Speaker
Description
This work presents the development and application of an advanced engineering design workflow for the planning, design, and assessment of future fusion plasma diagnostics. The workflow leverages advanced simulation techniques and synthetic diagnostics for system performance evaluation and prediction, crucial in the decision-making process of the design cycle. A key component of this workflow is the integration of realistic representations of system components, including wave launcher structures and vessel wall structures. The procedure involves the use of CAD models of these structures, combined with parameterizable CAD models of the launcher, to produce a description suited for Finite Difference Time Domain (FDTD) 3D simulation. They can include electron density data from plasma scenarios obtained from proven state-of-the-art integrated modeling codes such as JINTRAC for the core plasma, and SOLEDGE2D-EIRENE or SOLPS-ITER for the scrape-of-layer and pedestal region.

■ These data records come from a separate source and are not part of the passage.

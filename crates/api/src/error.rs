//! Unified error handling with Sentry integration.
//!
//! Every handler returns `Result<T, AppError>`. Errors render as
//! `{"error": <code>, "message": <text>}` (plus `"name"` for duplicate
//! contacts). Server errors are captured to Sentry before responding and their
//! details never reach the client.

use axum::{
    Json,
    http::StatusCode,
    response::{IntoResponse, Response},
};
use serde::Serialize;
use thiserror::Error;

use crate::services::{AuthError, ContactError};

/// Application-level error type for the API.
#[derive(Debug, Error)]
pub enum AppError {
    /// Contact operation failed.
    #[error("Contact error: {0}")]
    Contact(#[from] ContactError),

    /// Authentication operation failed.
    #[error("Auth error: {0}")]
    Auth(#[from] AuthError),

    /// Bad request from client.
    #[error("Bad request: {0}")]
    BadRequest(String),

    /// Rate limited.
    #[error("Rate limited")]
    RateLimited,
}

/// JSON error payload.
#[derive(Debug, Serialize)]
struct ErrorBody {
    error: &'static str,
    message: String,
    #[serde(skip_serializing_if = "Option::is_none")]
    name: Option<String>,
}

impl AppError {
    /// HTTP status for this error.
    #[must_use]
    pub const fn status(&self) -> StatusCode {
        match self {
            Self::Contact(err) => match err {
                ContactError::DuplicateContact { .. } => StatusCode::CONFLICT,
                ContactError::NotFound => StatusCode::NOT_FOUND,
                ContactError::Validation(_) => StatusCode::BAD_REQUEST,
                ContactError::Repository(_) => StatusCode::INTERNAL_SERVER_ERROR,
            },
            Self::Auth(err) => match err {
                AuthError::InvalidCredentials | AuthError::Unauthorized => StatusCode::UNAUTHORIZED,
                AuthError::UserAlreadyExists => StatusCode::CONFLICT,
                AuthError::WeakPassword(_) | AuthError::InvalidUsername(_) => {
                    StatusCode::BAD_REQUEST
                }
                AuthError::Repository(_) | AuthError::PasswordHash => {
                    StatusCode::INTERNAL_SERVER_ERROR
                }
            },
            Self::BadRequest(_) => StatusCode::BAD_REQUEST,
            Self::RateLimited => StatusCode::TOO_MANY_REQUESTS,
        }
    }

    /// Machine-readable error code.
    fn code(&self) -> &'static str {
        match self {
            Self::Contact(ContactError::DuplicateContact { .. }) => "duplicate_contact",
            Self::Auth(AuthError::UserAlreadyExists) => "conflict",
            _ => match self.status().as_u16() {
                404 => "not_found",
                401 => "unauthorized",
                400 => "validation",
                429 => "rate_limited",
                _ => "internal",
            },
        }
    }

    /// Client-facing message. Internal details are never exposed.
    fn public_message(&self) -> String {
        match self {
            Self::Contact(err) => match err {
                ContactError::Repository(_) => "Internal server error".to_string(),
                other => other.to_string(),
            },
            Self::Auth(err) => match err {
                AuthError::InvalidCredentials => "Invalid credentials".to_string(),
                AuthError::Unauthorized => "Authentication required".to_string(),
                AuthError::UserAlreadyExists => {
                    "An account with this username already exists".to_string()
                }
                AuthError::WeakPassword(msg) => msg.clone(),
                AuthError::InvalidUsername(e) => format!("username: {e}"),
                AuthError::Repository(_) | AuthError::PasswordHash => {
                    "Internal server error".to_string()
                }
            },
            Self::BadRequest(msg) => msg.clone(),
            Self::RateLimited => "Too many requests".to_string(),
        }
    }
}

impl IntoResponse for AppError {
    fn into_response(self) -> Response {
        let status = self.status();

        // Capture server errors to Sentry
        if status.is_server_error() {
            let event_id = sentry::capture_error(&self);
            tracing::error!(
                error = %self,
                sentry_event_id = %event_id,
                "Request error"
            );
        }

        let name = match &self {
            Self::Contact(ContactError::DuplicateContact { name }) => Some(name.clone()),
            _ => None,
        };

        let body = ErrorBody {
            error: self.code(),
            message: self.public_message(),
            name,
        };

        (status, Json(body)).into_response()
    }
}

/// Result type alias for `AppError`.
pub type Result<T> = std::result::Result<T, AppError>;

/// Set the Sentry user context for the current request.
///
/// Called after a bearer token resolves so errors are associated with users.
pub fn set_sentry_user(user_id: &impl ToString, username: &str) {
    sentry::configure_scope(|scope| {
        scope.set_user(Some(sentry::User {
            id: Some(user_id.to_string()),
            username: Some(username.to_owned()),
            ..Default::default()
        }));
    });
}

#[cfg(test)]
#[allow(clippy::unwrap_used)]
mod tests {
    use super::*;
    use crate::db::RepositoryError;

    async fn render(err: AppError) -> (StatusCode, serde_json::Value) {
        let response = err.into_response();
        let status = response.status();
        let bytes = axum::body::to_bytes(response.into_body(), usize::MAX)
            .await
            .unwrap();
        (status, serde_json::from_slice(&bytes).unwrap())
    }

    #[test]
    fn test_app_error_display() {
        let err = AppError::BadRequest("invalid input".to_string());
        assert_eq!(err.to_string(), "Bad request: invalid input");
    }

    #[test]
    fn test_app_error_status_codes() {
        assert_eq!(
            AppError::Contact(ContactError::NotFound).status(),
            StatusCode::NOT_FOUND
        );
        assert_eq!(
            AppError::Auth(AuthError::Unauthorized).status(),
            StatusCode::UNAUTHORIZED
        );
        assert_eq!(AppError::RateLimited.status(), StatusCode::TOO_MANY_REQUESTS);
        assert_eq!(
            AppError::Auth(AuthError::UserAlreadyExists).status(),
            StatusCode::CONFLICT
        );
        assert_eq!(
            AppError::Contact(ContactError::Validation("x".into())).status(),
            StatusCode::BAD_REQUEST
        );
    }

    #[tokio::test]
    async fn test_duplicate_contact_body_names_the_contact() {
        let (status, body) = render(AppError::Contact(ContactError::DuplicateContact {
            name: "Bob".to_string(),
        }))
        .await;

        assert_eq!(status, StatusCode::CONFLICT);
        assert_eq!(body["error"], "duplicate_contact");
        assert_eq!(body["name"], "Bob");
    }

    #[tokio::test]
    async fn test_internal_details_are_hidden() {
        let (status, body) = render(AppError::Contact(ContactError::Repository(
            RepositoryError::DataCorruption("row 7 is garbage".to_string()),
        )))
        .await;

        assert_eq!(status, StatusCode::INTERNAL_SERVER_ERROR);
        assert_eq!(body["error"], "internal");
        assert_eq!(body["message"], "Internal server error");
        assert!(body.get("name").is_none());
    }

    #[tokio::test]
    async fn test_credential_errors_share_one_body() {
        let (status, body) = render(AppError::Auth(AuthError::InvalidCredentials)).await;

        assert_eq!(status, StatusCode::UNAUTHORIZED);
        assert_eq!(body["error"], "unauthorized");
        assert_eq!(body["message"], "Invalid credentials");
    }
}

All used CAD models are shared between the wave propagation code and thermal, structural and neutronic simulators, being iterated according to the analysis of the various simulation results. The validation of this workflow is demonstrated through the design of a set of antennas for the DTT’s High-field-side (HFS) Plasma Position Reflectometry (PPR) system. Given the severe space and access constraints, optimized small-footprint bistatic and monostatic hog-horn antenna designs were proposed. The viability of the PPR implementation was confirmed through 3D full-wave simulations, laboratory measurements of a 3D-printed bistatic antenna prototype, and a preliminary thermal analysis of the antenna embedded in the plasma-facing wall structures under standard plasma operation conditions. This use case illustrates the power of the proposed workflow in addressing complex design challenges in the field of fusion plasma diagnostics.